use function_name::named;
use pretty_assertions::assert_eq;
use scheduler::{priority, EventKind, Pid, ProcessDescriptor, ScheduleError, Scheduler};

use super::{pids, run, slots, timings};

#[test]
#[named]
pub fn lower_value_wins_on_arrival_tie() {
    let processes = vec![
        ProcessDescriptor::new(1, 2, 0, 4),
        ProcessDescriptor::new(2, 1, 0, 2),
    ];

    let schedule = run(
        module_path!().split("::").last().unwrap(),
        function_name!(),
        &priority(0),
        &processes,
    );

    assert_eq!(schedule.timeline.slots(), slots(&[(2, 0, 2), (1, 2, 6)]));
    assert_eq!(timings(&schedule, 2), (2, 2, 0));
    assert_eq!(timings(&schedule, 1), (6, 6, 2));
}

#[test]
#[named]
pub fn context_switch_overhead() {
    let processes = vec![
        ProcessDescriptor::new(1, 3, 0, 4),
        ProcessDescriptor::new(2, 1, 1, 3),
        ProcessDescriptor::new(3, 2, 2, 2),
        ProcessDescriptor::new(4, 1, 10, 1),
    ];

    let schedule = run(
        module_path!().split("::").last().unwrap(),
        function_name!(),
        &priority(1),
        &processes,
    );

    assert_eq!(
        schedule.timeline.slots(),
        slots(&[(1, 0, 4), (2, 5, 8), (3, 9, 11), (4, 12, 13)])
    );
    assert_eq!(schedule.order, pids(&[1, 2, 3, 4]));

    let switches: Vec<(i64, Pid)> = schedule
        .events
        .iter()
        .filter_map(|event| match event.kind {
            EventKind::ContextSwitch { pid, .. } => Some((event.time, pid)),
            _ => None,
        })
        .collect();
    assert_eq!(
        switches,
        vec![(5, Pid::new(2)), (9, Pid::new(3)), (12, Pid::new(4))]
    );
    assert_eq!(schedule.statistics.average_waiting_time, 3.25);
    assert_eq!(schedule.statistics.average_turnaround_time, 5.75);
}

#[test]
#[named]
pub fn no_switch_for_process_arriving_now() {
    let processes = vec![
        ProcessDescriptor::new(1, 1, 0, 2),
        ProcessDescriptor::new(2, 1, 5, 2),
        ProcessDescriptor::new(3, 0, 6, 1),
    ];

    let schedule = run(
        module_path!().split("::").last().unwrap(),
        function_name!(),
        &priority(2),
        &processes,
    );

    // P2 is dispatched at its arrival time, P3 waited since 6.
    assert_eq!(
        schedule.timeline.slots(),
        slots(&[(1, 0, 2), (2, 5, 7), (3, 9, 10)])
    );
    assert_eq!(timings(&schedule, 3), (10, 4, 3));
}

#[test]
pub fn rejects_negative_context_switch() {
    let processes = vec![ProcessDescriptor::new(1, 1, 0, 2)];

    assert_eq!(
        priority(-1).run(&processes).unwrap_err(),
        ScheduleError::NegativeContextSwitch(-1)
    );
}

...

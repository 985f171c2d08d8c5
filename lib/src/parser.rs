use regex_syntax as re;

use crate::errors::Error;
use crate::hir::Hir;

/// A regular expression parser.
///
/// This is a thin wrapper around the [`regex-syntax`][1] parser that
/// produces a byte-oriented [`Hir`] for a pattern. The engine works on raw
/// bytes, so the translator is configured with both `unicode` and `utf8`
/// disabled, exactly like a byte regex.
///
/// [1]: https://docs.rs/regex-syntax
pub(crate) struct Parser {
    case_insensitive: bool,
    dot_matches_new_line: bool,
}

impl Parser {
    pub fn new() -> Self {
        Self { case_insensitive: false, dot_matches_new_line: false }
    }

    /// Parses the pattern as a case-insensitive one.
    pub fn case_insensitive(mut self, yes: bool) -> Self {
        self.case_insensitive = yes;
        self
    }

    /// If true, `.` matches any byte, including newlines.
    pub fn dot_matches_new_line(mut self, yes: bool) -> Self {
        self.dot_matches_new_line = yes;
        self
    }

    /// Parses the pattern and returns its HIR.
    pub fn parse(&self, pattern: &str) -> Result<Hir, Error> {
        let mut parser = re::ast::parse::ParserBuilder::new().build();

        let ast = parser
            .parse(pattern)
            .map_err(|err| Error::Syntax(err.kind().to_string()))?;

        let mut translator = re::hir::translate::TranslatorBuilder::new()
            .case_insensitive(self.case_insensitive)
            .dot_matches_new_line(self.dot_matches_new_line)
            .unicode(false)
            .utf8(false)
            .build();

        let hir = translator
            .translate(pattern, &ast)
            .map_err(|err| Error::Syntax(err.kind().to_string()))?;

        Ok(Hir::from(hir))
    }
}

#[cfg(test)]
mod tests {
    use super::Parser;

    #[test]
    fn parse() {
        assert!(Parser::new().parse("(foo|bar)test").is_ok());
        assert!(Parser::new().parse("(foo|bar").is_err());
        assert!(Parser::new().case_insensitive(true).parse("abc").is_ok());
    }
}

> Your goal:
Lines in the material above that contain "ScheduleError": how many are there? Reply with the number only.

> Task answer:
2